Ted Cruz is furious with the Washington Post for an editorial cartoon depicting his two young daughters as leashed dancing monkeys.
The cartoon, which was drawn by Pulitzer Prize-winning cartoonist Ann Telnaes, sparked immediate controversy and was later taken down by the Post, but not before Cruz launched an "emergency" fundraising effort to pull in $1 million in 24 hours.
"My daughters are not FAIR GAME," Cruz wrote in a fundraising email sent late Tuesday. "I'm sickened ... I knew I'd be facing attacks from day one of my campaign, but I never expected anything like this."
Accusing the "liberal media" of attempting to "attack and destroy me (and my family) by any means necessary," Cruz railed against the cartoon that depicts his two young daughters, Catherine, 4, and Caroline, 7, being paraded around by Cruz, who is dressed in as Santa Claus in cowboy boots and carrying an organ grinder.

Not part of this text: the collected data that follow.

pub mod prompt;
pub mod record;

pub use prompt::{Brevity, Dimension, Format, PromptConfig, Reasoning, Style, DIMENSION_NAMES};
pub use record::{DatasetRecord, EvaluationResult, SummaryAccumulator, SummaryMetrics};
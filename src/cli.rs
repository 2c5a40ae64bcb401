use std::path::PathBuf;

use clap::{Parser, ValueEnum};

/// EAPO: measure and search the quality / latency / energy trade-off of
/// summarization prompt styles.
#[derive(Parser, Debug)]
#[command(name = "eapo")]
#[command(author, version, about, long_about = None)]
pub struct Cli {
    /// Path to the config JSON file.
    #[arg(short, long)]
    pub config: PathBuf,

    /// Operation mode.
    #[arg(short, long, value_enum)]
    pub mode: Mode,

    /// Prompt config JSON for evaluate mode, e.g. '{"style":"concise","brevity":"1sent"}'.
    #[arg(short, long, required_if_eq("mode", "evaluate"))]
    pub prompt: Option<String>,

    /// Number of grid-search trials.
    #[arg(short, long, default_value_t = 10)]
    pub trials: usize,

    /// Debug-level logging (overridden by RUST_LOG).
    #[arg(short, long)]
    pub verbose: bool,
}

#[derive(ValueEnum, Clone, Copy, Debug, PartialEq, Eq)]
pub enum Mode {
    /// Grid-search the prompt space, one summary row per trial.
    Search,
    /// Evaluate one prompt config, one row per dataset example.
    Evaluate,
}
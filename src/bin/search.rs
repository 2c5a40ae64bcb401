use std::path::PathBuf;

use clap::Parser;

use eapo::config::Config;
use eapo::logging;
use eapo::output::{print_pareto_frontier, print_top_trials};
use eapo::runner::search_prompts;

#[derive(Parser, Debug)]
#[command(name = "eapo_search")]
#[command(about = "Grid-search the prompt space using num_trials from the config")]
struct Args {
    /// Path to the config JSON file
    config: PathBuf,

    /// Number of top trials to display
    #[arg(long, default_value = "5")]
    topk: usize,

    /// Debug-level logging
    #[arg(short, long)]
    verbose: bool,
}

fn main() {
    let args = Args::parse();
    logging::init(args.verbose);

    let config = match Config::load(&args.config) {
        Ok(config) => config,
        Err(e) => {
            eprintln!("Error: {}", e);
            std::process::exit(1);
        }
    };

    println!(
        "Grid size {} configurations, budget {} trials",
        config.prompt_space.size(),
        config.num_trials
    );

    let results = match search_prompts(&config, config.num_trials) {
        Ok(results) => results,
        Err(e) => {
            eprintln!("Error: {}", e);
            std::process::exit(1);
        }
    };

    print_top_trials(&results, args.topk);
    print_pareto_frontier(&results);

    println!(
        "Search complete. Results in {}",
        config.trials_csv_path().display()
    );
}
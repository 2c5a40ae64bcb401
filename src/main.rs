use clap::Parser;

use eapo::cli::{Cli, Mode};
use eapo::config::Config;
use eapo::error::{EapoError, Result};
use eapo::logging;
use eapo::output::{print_evaluation_summary, print_pareto_frontier, print_top_trials};
use eapo::prompts::parse_prompt_config;
use eapo::runner::{evaluate_dataset, search_prompts};

fn main() {
    let cli = match Cli::try_parse() {
        Ok(cli) => cli,
        Err(e) => {
            let code = if e.use_stderr() { 1 } else { 0 };
            let _ = e.print();
            std::process::exit(code);
        }
    };

    logging::init(cli.verbose);

    if let Err(e) = run(cli) {
        eprintln!("Error: {}", e);
        std::process::exit(1);
    }
}

fn run(cli: Cli) -> Result<()> {
    let config = Config::load(&cli.config)?;

    match cli.mode {
        Mode::Search => cmd_search(&config, cli.trials),
        Mode::Evaluate => {
            let prompt_json = cli.prompt.as_deref().ok_or_else(|| {
                EapoError::InvalidPrompt("--prompt is required in evaluate mode".to_string())
            })?;
            cmd_evaluate(&config, prompt_json)
        }
    }
}

/// Grid-search the configured prompt space.
fn cmd_search(config: &Config, trials: usize) -> Result<()> {
    println!("[Search] Running {} trials...", trials);

    let results = search_prompts(config, trials)?;

    print_top_trials(&results, 5);
    print_pareto_frontier(&results);

    println!(
        "Search complete. Results in {}",
        config.trials_csv_path().display()
    );
    Ok(())
}

/// Evaluate one prompt configuration over the whole dataset.
fn cmd_evaluate(config: &Config, prompt_json: &str) -> Result<()> {
    let prompt = parse_prompt_config(prompt_json)?;
    println!("[Evaluate] Prompt {}", prompt.display());

    let (examples, summary) = evaluate_dataset(config, &prompt)?;

    print_evaluation_summary(&prompt, examples, &summary);
    println!(
        "Wrote per-example results to {}",
        config.per_example_csv_path().display()
    );
    Ok(())
}
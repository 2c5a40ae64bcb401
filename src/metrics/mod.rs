pub mod clock;
pub mod energy;
pub mod rouge;

pub use clock::{Clock, MonotonicClock};
pub use energy::{tokens_per_joule, EnergySampler, Measured};
pub use rouge::{lcs_length, rouge_l};
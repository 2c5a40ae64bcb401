//! Rouge-L F1 over whitespace tokens.
//!
//! Tokens are compared by exact, case-sensitive string equality. No stemming
//! or punctuation stripping is applied.

/// Length of the longest common subsequence of two token sequences.
pub fn lcs_length(a: &[&str], b: &[&str]) -> usize {
    let m = b.len();
    if a.is_empty() || m == 0 {
        return 0;
    }

    // Two rolling rows of the classic (n+1) x (m+1) table.
    let mut prev = vec![0usize; m + 1];
    let mut curr = vec![0usize; m + 1];

    for token_a in a {
        for (j, token_b) in b.iter().enumerate() {
            curr[j + 1] = if token_a == token_b {
                prev[j] + 1
            } else {
                prev[j + 1].max(curr[j])
            };
        }
        std::mem::swap(&mut prev, &mut curr);
    }

    prev[m]
}

/// Rouge-L F1 of a prediction against a reference, in [0, 1].
///
/// Returns 0 if either side has no tokens.
pub fn rouge_l(pred: &str, reference: &str) -> f64 {
    let pred_tokens: Vec<&str> = pred.split_whitespace().collect();
    let ref_tokens: Vec<&str> = reference.split_whitespace().collect();

    if pred_tokens.is_empty() || ref_tokens.is_empty() {
        return 0.0;
    }

    let lcs = lcs_length(&pred_tokens, &ref_tokens);
    let precision = lcs as f64 / pred_tokens.len() as f64;
    let recall = lcs as f64 / ref_tokens.len() as f64;

    if precision + recall == 0.0 {
        return 0.0;
    }

    2.0 * precision * recall / (precision + recall)
}

#[cfg(test)]
mod tests {
    use super::*;
    use assert_float_eq::assert_float_absolute_eq;
    use proptest::prelude::*;

    #[test]
    fn test_identical_text_scores_one() {
        assert_float_absolute_eq!(rouge_l("the cat sat on the mat", "the cat sat on the mat"), 1.0);
    }

    #[test]
    fn test_disjoint_text_scores_zero() {
        assert_eq!(rouge_l("a b c", "x y z"), 0.0);
    }

    #[test]
    fn test_empty_side_scores_zero() {
        assert_eq!(rouge_l("", "a b"), 0.0);
        assert_eq!(rouge_l("a b", "   "), 0.0);
        assert_eq!(rouge_l("", ""), 0.0);
    }

    #[test]
    fn test_known_partial_overlap() {
        // pred: 4 tokens, ref: 6 tokens, LCS "the cat the mat" = 4
        // P = 1.0, R = 4/6, F1 = 2 * 1 * (2/3) / (5/3) = 0.8
        assert_float_absolute_eq!(rouge_l("the cat the mat", "the cat sat on the mat"), 0.8, 1e-12);
    }

    #[test]
    fn test_case_sensitive_tokens() {
        assert_eq!(rouge_l("The Cat", "the cat"), 0.0);
    }

    #[test]
    fn test_whitespace_kinds_are_equivalent() {
        assert_float_absolute_eq!(rouge_l("a\tb\n c", "a b c"), 1.0);
    }

    #[test]
    fn test_lcs_is_order_sensitive() {
        assert_eq!(lcs_length(&["a", "b", "c"], &["c", "b", "a"]), 1);
        assert_eq!(lcs_length(&["a", "x", "b", "y", "c"], &["a", "b", "c"]), 3);
    }

    proptest! {
        #[test]
        fn prop_rouge_in_unit_interval(
            pred in "[a-d]{1,3}( [a-d]{1,3}){0,12}",
            reference in "[a-d]{1,3}( [a-d]{1,3}){0,12}"
        ) {
            let score = rouge_l(&pred, &reference);
            prop_assert!((0.0..=1.0).contains(&score), "score out of range: {}", score);
        }

        #[test]
        fn prop_rouge_self_is_one(text in "[a-z]{1,5}( [a-z]{1,5}){0,10}") {
            prop_assert!((rouge_l(&text, &text) - 1.0).abs() < 1e-12);
        }

        #[test]
        fn prop_lcs_bounded(
            a in proptest::collection::vec("[a-c]", 0..15),
            b in proptest::collection::vec("[a-c]", 0..15)
        ) {
            let a: Vec<&str> = a.iter().map(String::as_str).collect();
            let b: Vec<&str> = b.iter().map(String::as_str).collect();
            let lcs = lcs_length(&a, &b);
            prop_assert!(lcs <= a.len().min(b.len()));
            prop_assert_eq!(lcs, lcs_length(&b, &a));
        }
    }
}
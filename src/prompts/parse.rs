use serde_json::Value;
use tracing::warn;

use crate::error::{EapoError, Result};
use crate::models::{Dimension, PromptConfig, DIMENSION_NAMES};

fn assign<D: Dimension>(slot: &mut D, value: &str) -> Result<()> {
    *slot = D::parse(value)?;
    Ok(())
}

/// Parse a prompt configuration JSON object, e.g.
/// `{"style": "concise", "brevity": "1sent"}`.
///
/// Absent dimensions stay unset. Non-string values are ignored, as are keys
/// that are not dimension names (with a warning). Unknown string values for
/// a known dimension are rejected.
pub fn parse_prompt_config(json: &str) -> Result<PromptConfig> {
    let value: Value = serde_json::from_str(json)
        .map_err(|e| EapoError::InvalidPrompt(format!("malformed JSON: {}", e)))?;

    let Value::Object(map) = value else {
        return Err(EapoError::InvalidPrompt(
            "expected a JSON object of dimension values".to_string(),
        ));
    };

    let mut cfg = PromptConfig::default();
    for (key, value) in &map {
        let Some(text) = value.as_str() else {
            continue;
        };
        match key.as_str() {
            "style" => assign(&mut cfg.style, text)?,
            "reasoning" => assign(&mut cfg.reasoning, text)?,
            "format" => assign(&mut cfg.format, text)?,
            "brevity" => assign(&mut cfg.brevity, text)?,
            other => warn!(
                key = other,
                expected = ?DIMENSION_NAMES,
                "ignoring unknown prompt dimension"
            ),
        }
    }

    Ok(cfg)
}
use std::collections::HashMap;

use ethers::types::Address;
use serde::Serialize;

use crate::error::{AppError, Result};

/// Per-network configuration for the batch-send contract. Static, trusted
/// data loaded at startup; never mutated at runtime.
#[derive(Debug, Clone, Serialize)]
pub struct ChainProfile {
    pub chain_id: u64,
    pub display_name: String,
    pub batch_contract: Address,
    pub rpc_url: String,
}

// chain id, display name, batch contract, default RPC endpoint
const PROFILE_TABLE: &[(u64, &str, &str, &str)] = &[
    (
        8453,
        "Base",
        "0x74a2c6466d98253ca932fe6a6ccb811d4d7d5784",
        "https://mainnet.base.org",
    ),
    (
        10,
        "Optimism",
        "0x5e86e9cd50e7f64b692b90fae1487d2f6ed1aba9",
        "https://mainnet.optimism.io",
    ),
    (
        42161,
        "Arbitrum",
        "0x5e86e9cd50e7f64b692b90fae1487d2f6ed1aba9",
        "https://arb1.arbitrum.io/rpc",
    ),
    (
        1868,
        "Soneium",
        "0x84e4dd821c8f848470fc49def3b14fc870fa97f0",
        "https://rpc.soneium.org",
    ),
    (
        130,
        "Unichain",
        "0x84e4dd821c8f848470fc49def3b14fc870fa97f0",
        "https://mainnet.unichain.org",
    ),
    (
        57073,
        "Ink",
        "0x84e4dd821c8f848470fc49def3b14fc870fa97f0",
        "https://rpc-gel.inkonchain.com",
    ),
];

#[derive(Debug, Clone)]
pub struct ChainRegistry {
    profiles: HashMap<u64, ChainProfile>,
}

impl ChainRegistry {
    /// Build the registry from the static table. RPC endpoints can be
    /// overridden per chain with `RPC_URL_<chain_id>` env vars.
    pub fn from_env() -> Result<Self> {
        let mut profiles = HashMap::new();
        for (chain_id, display_name, contract, default_rpc) in PROFILE_TABLE {
            let batch_contract: Address = contract.parse().map_err(|e| {
                AppError::Internal(format!("Invalid batch contract for chain {chain_id}: {e}"))
            })?;
            let rpc_url = std::env::var(format!("RPC_URL_{chain_id}"))
                .unwrap_or_else(|_| default_rpc.to_string());

            profiles.insert(
                *chain_id,
                ChainProfile {
                    chain_id: *chain_id,
                    display_name: display_name.to_string(),
                    batch_contract,
                    rpc_url,
                },
            );
        }
        Ok(Self { profiles })
    }

    pub fn get(&self, chain_id: u64) -> Result<&ChainProfile> {
        self.profiles
            .get(&chain_id)
            .ok_or(AppError::UnsupportedChain(chain_id))
    }

    pub fn contains(&self, chain_id: u64) -> bool {
        self.profiles.contains_key(&chain_id)
    }

    pub fn all(&self) -> Vec<&ChainProfile> {
        let mut profiles: Vec<&ChainProfile> = self.profiles.values().collect();
        profiles.sort_by_key(|p| p.chain_id);
        profiles
    }

    pub fn display_name(&self, chain_id: u64) -> String {
        self.profiles
            .get(&chain_id)
            .map(|p| p.display_name.clone())
            .unwrap_or_else(|| format!("Chain {chain_id}"))
    }
}
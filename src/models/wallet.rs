use chrono::{DateTime, Utc};
use serde::{Deserialize, Serialize};

/// Supported wallet kinds. `Host` is the wallet injected by the embedding
/// host app; everything else is a regular injected browser wallet.
#[derive(Debug, Clone, Copy, PartialEq, Eq, Hash, Serialize, Deserialize)]
#[serde(rename_all = "lowercase")]
pub enum WalletKind {
    Metamask,
    Coinbase,
    Rainbow,
    Trust,
    Host,
}

impl WalletKind {
    pub fn all() -> Vec<Self> {
        vec![
            Self::Metamask,
            Self::Coinbase,
            Self::Rainbow,
            Self::Trust,
            Self::Host,
        ]
    }

    pub fn label(&self) -> &'static str {
        match self {
            Self::Metamask => "MetaMask",
            Self::Coinbase => "Coinbase Wallet",
            Self::Rainbow => "Rainbow",
            Self::Trust => "Trust Wallet",
            Self::Host => "Farcaster Wallet",
        }
    }

    pub fn is_host(&self) -> bool {
        matches!(self, Self::Host)
    }
}

impl std::fmt::Display for WalletKind {
    fn fmt(&self, f: &mut std::fmt::Formatter<'_>) -> std::fmt::Result {
        f.write_str(self.label())
    }
}

#[derive(Debug, Clone, Serialize)]
pub struct SessionInfo {
    pub kind: WalletKind,
    pub wallet_label: String,
    pub address: String,
    pub short_address: String,
    pub chain_id: u64,
    pub connected_at: DateTime<Utc>,
}
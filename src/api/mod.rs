// src/api/mod.rs

pub mod environment;
pub mod health;
pub mod share;
pub mod tokens;
pub mod transfer;
pub mod wallet;

use std::sync::Arc;

use crate::chains::ChainRegistry;
use crate::config::Config;
use crate::services::{
    BatchSubmitter, EnvironmentResolver, HostRuntime, ShareService, TokenService,
    WalletSessionManager,
};

/// Application context handed to every handler. Components receive these
/// references; nothing reads process-wide globals.
#[derive(Clone)]
pub struct AppState {
    pub config: Config,
    pub chains: Arc<ChainRegistry>,
    pub sessions: Arc<WalletSessionManager>,
    pub submitter: Arc<BatchSubmitter>,
    pub resolver: Arc<EnvironmentResolver>,
    pub tokens: Arc<TokenService>,
    pub share: Arc<ShareService>,
    pub host: Arc<dyn HostRuntime>,
}
// All service modules
pub mod environment;
pub mod host;
pub mod providers;
pub mod session;
pub mod share;
pub mod submitter;
pub mod tokens;

// Re-export for convenience
pub use environment::EnvironmentResolver;
pub use host::{HostRuntime, HttpHostBridge};
pub use providers::ProviderRegistry;
pub use session::WalletSessionManager;
pub use share::ShareService;
pub use submitter::BatchSubmitter;
pub use tokens::TokenService;
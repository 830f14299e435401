use axum::http::HeaderValue;
use axum::{
    routing::{get, post},
    Router,
};
use std::net::SocketAddr;
use std::sync::Arc;
use tower_http::cors::{AllowOrigin, Any, CorsLayer};
use tracing_subscriber::{layer::SubscriberExt, util::SubscriberInitExt};

mod api;
mod chains;
mod config;
mod constants;
mod contracts;
mod error;
mod models;
mod services;
mod utils;
mod websocket;

use chains::ChainRegistry;
use config::Config;
use constants::API_VERSION;
use services::{
    BatchSubmitter, EnvironmentResolver, HostRuntime, HttpHostBridge, ProviderRegistry,
    ShareService, TokenService, WalletSessionManager,
};

#[tokio::main]
async fn main() -> anyhow::Result<()> {
    // Initialize tracing
    tracing_subscriber::registry()
        .with(
            tracing_subscriber::EnvFilter::try_from_default_env()
                .unwrap_or_else(|_| "sendwise_backend=debug,tower_http=debug".into()),
        )
        .with(tracing_subscriber::fmt::layer())
        .init();

    // Load configuration
    let config = Config::from_env()?;
    config.validate()?;

    tracing::info!("Starting Sendwise Backend Server");
    tracing::info!("Environment: {}", config.environment);
    tracing::info!("API Version: {}", API_VERSION);

    // Static chain table, wallet connectors and host bridge
    let chains = Arc::new(ChainRegistry::from_env()?);
    let host: Arc<dyn HostRuntime> = Arc::new(HttpHostBridge::from_config(&config));
    let registry = ProviderRegistry::from_config(&config, &chains, host.clone())?;

    let sessions = Arc::new(WalletSessionManager::new(registry));
    let resolver = Arc::new(EnvironmentResolver::new(host.clone(), &config));
    let share = Arc::new(ShareService::new(config.clone()));
    let tokens = Arc::new(TokenService::new(
        config.clone(),
        chains.clone(),
        sessions.clone(),
    ));
    let submitter = Arc::new(BatchSubmitter::new(
        config.clone(),
        chains.clone(),
        sessions.clone(),
        host.clone(),
        share.clone(),
    ));

    let app_state = api::AppState {
        config: config.clone(),
        chains,
        sessions,
        submitter,
        resolver: resolver.clone(),
        tokens,
        share,
        host: host.clone(),
    };

    // Build router
    let app = build_router(app_state);

    // Probe the host early so an embedded launch never sits on the splash
    // screen waiting for the first environment request.
    let enable_host_probe = if std::env::var("ENABLE_HOST_STARTUP_PROBE").is_ok() {
        utils::is_env_flag_enabled("ENABLE_HOST_STARTUP_PROBE")
    } else {
        true
    };
    if enable_host_probe {
        tokio::spawn(async move {
            if host.discover().await.is_present() {
                resolver.ensure_ready().await;
            }
        });
    } else {
        tracing::warn!("Host startup probe disabled via ENABLE_HOST_STARTUP_PROBE");
    }

    // Start server
    let addr: SocketAddr = format!("{}:{}", config.host, config.port)
        .parse()
        .expect("Invalid address");

    tracing::info!("Listening on {}", addr);

    let listener = tokio::net::TcpListener::bind(addr).await?;
    axum::serve(listener, app).await?;

    Ok(())
}

fn build_router(state: api::AppState) -> Router {
    // CORS configuration
    let cors = cors_from_config(&state.config);

    Router::new()
        // Health check
        .route("/health", get(api::health::health_check))
        // Environment detection
        .route("/api/v1/environment", get(api::environment::resolve))
        // Wallet session
        .route("/api/v1/wallet/connect", post(api::wallet::connect))
        .route("/api/v1/wallet/address", get(api::wallet::get_address))
        .route("/api/v1/wallet/disconnect", post(api::wallet::disconnect))
        .route("/api/v1/wallet/kinds", get(api::wallet::kinds))
        // Batch transfer
        .route("/api/v1/transfer/submit", post(api::transfer::submit))
        .route(
            "/api/v1/transfer/status/{submission_id}",
            get(api::transfer::status),
        )
        // Token helpers
        .route("/api/v1/token/info", get(api::tokens::info))
        .route("/api/v1/token/approve", post(api::tokens::approve))
        // Sharing
        .route("/api/v1/share/links", get(api::share::links))
        .route("/api/v1/share/track", post(api::share::track))
        .route("/api/v1/share/prefill", get(api::share::prefill))
        // WebSocket endpoints
        .route("/ws/status", get(websocket::status::handler))
        .layer(cors)
        .with_state(state)
}

fn cors_from_config(config: &Config) -> CorsLayer {
    let raw = config.cors_allowed_origins.trim();
    if raw.is_empty() || raw == "*" {
        return CorsLayer::very_permissive();
    }

    let allowed: Vec<HeaderValue> = raw
        .split(',')
        .map(|s| s.trim())
        .filter(|s| !s.is_empty())
        .filter_map(|s| s.parse::<HeaderValue>().ok())
        .collect();

    if allowed.is_empty() {
        tracing::warn!("No valid CORS origins parsed; falling back to permissive");
        return CorsLayer::very_permissive();
    }

    CorsLayer::new()
        .allow_origin(AllowOrigin::list(allowed))
        .allow_methods(Any)
        .allow_headers(Any)
}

Washington Post editorial page editor Fred Hiatt said that it was generally the Post's policy "to leave children out of it."
"I failed to look at this cartoon before it was published," he said in an editor's note. "I understand why Ann thought an exception to the policy was warranted in this case, but I do not agree."
Telnaes stood up for her work and posted on her twitter feed a link to recent video from Cruz's campaign that showed the firebrand senator reading such titles as "How Obamacare Stole Christmas" and "Rudolph the Underemployed Reindeer" to his daughters.
The furor at the Washington Post, however, did bring a moment of unity within a fractured Republican party. Cruz's GOP presidential rival, Florida Sen. Marco Rubio, tweeted out a message of support.
"Wash Post cartoon featuring [Ted Cruz's] children is disgusting," Rubio tweeted. "The Post saying the kids are "fair game" is even worse."
The cartoon came as a new Quinnipiac poll showed the Texas senator virtually deadlocked with boisterous businessman Donald Trump and holding a solid edge against the other Republican candidates in the presidential race.
Cruz earned the support of 24 percent of the registered Republican voters surveyed by Quinnipiac University, while Trump captured 28 percent. The poll's margin of error is plus or minus four percentage points.